▸ WORK TO BE COMPLETED
Your answer should be every line of the records that contains the word "serde", copied as it stands.

Collected data

□ □ □ □

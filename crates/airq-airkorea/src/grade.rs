//! Numeric value to [`Grade`] classification.
//!
//! Bands are inclusive upper bounds: a value at or below `good` is Good, at
//! or below `normal` is Normal, at or below `bad` is Bad, anything above is
//! Awful.

use serde::{Deserialize, Serialize};

use crate::types::{Grade, PollutantKind};

/// Upper bounds of the Good / Normal / Bad bands for one pollutant
#[derive(Debug, Clone, Copy, PartialEq, Serialize, Deserialize)]
pub struct Thresholds {
    pub good: f64,
    pub normal: f64,
    pub bad: f64,
}

impl Thresholds {
    pub const fn new(good: f64, normal: f64, bad: f64) -> Self {
        Self { good, normal, bad }
    }

    /// True if the bounds are finite, non-negative and strictly ascending
    pub fn is_ascending(&self) -> bool {
        [self.good, self.normal, self.bad].iter().all(|b| b.is_finite())
            && self.good >= 0.0
            && self.good < self.normal
            && self.normal < self.bad
    }

    pub fn grade(&self, value: f64) -> Grade {
        if !value.is_finite() || value < 0.0 {
            Grade::Unknown
        } else if value <= self.good {
            Grade::Good
        } else if value <= self.normal {
            Grade::Normal
        } else if value <= self.bad {
            Grade::Bad
        } else {
            Grade::Awful
        }
    }
}

/// Per-pollutant threshold table.
///
/// Defaults to the Korean Comprehensive Air-quality Index breakpoints.
/// Pollutants missing from a deserialized table keep their default bounds.
#[derive(Debug, Clone, PartialEq, Serialize, Deserialize)]
#[serde(default)]
pub struct ThresholdTable {
    pub pm10: Thresholds,
    pub pm25: Thresholds,
    pub so2: Thresholds,
    pub co: Thresholds,
    pub o3: Thresholds,
    pub no2: Thresholds,
    pub khai: Thresholds,
}

impl Default for ThresholdTable {
    fn default() -> Self {
        Self {
            pm10: Thresholds::new(30.0, 80.0, 150.0),
            pm25: Thresholds::new(15.0, 35.0, 75.0),
            so2: Thresholds::new(0.02, 0.05, 0.15),
            co: Thresholds::new(2.0, 9.0, 15.0),
            o3: Thresholds::new(0.03, 0.09, 0.15),
            no2: Thresholds::new(0.03, 0.06, 0.2),
            khai: Thresholds::new(50.0, 100.0, 250.0),
        }
    }
}

impl ThresholdTable {
    pub fn get(&self, kind: PollutantKind) -> &Thresholds {
        match kind {
            PollutantKind::Pm10 => &self.pm10,
            PollutantKind::Pm25 => &self.pm25,
            PollutantKind::So2 => &self.so2,
            PollutantKind::Co => &self.co,
            PollutantKind::O3 => &self.o3,
            PollutantKind::No2 => &self.no2,
            PollutantKind::Khai => &self.khai,
        }
    }

    /// Pollutants whose bounds are not strictly ascending
    pub fn invalid_kinds(&self) -> Vec<PollutantKind> {
        PollutantKind::ALL
            .into_iter()
            .filter(|kind| !self.get(*kind).is_ascending())
            .collect()
    }
}

/// Classify a pollutant value. A missing value is `Unknown`.
pub fn classify(table: &ThresholdTable, kind: PollutantKind, value: Option<f64>) -> Grade {
    match value {
        Some(v) => table.get(kind).grade(v),
        None => Grade::Unknown,
    }
}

□ □ □ □

▸ ANSWER AREA
use serde::{Deserialize, Serialize};
#[serde(default)]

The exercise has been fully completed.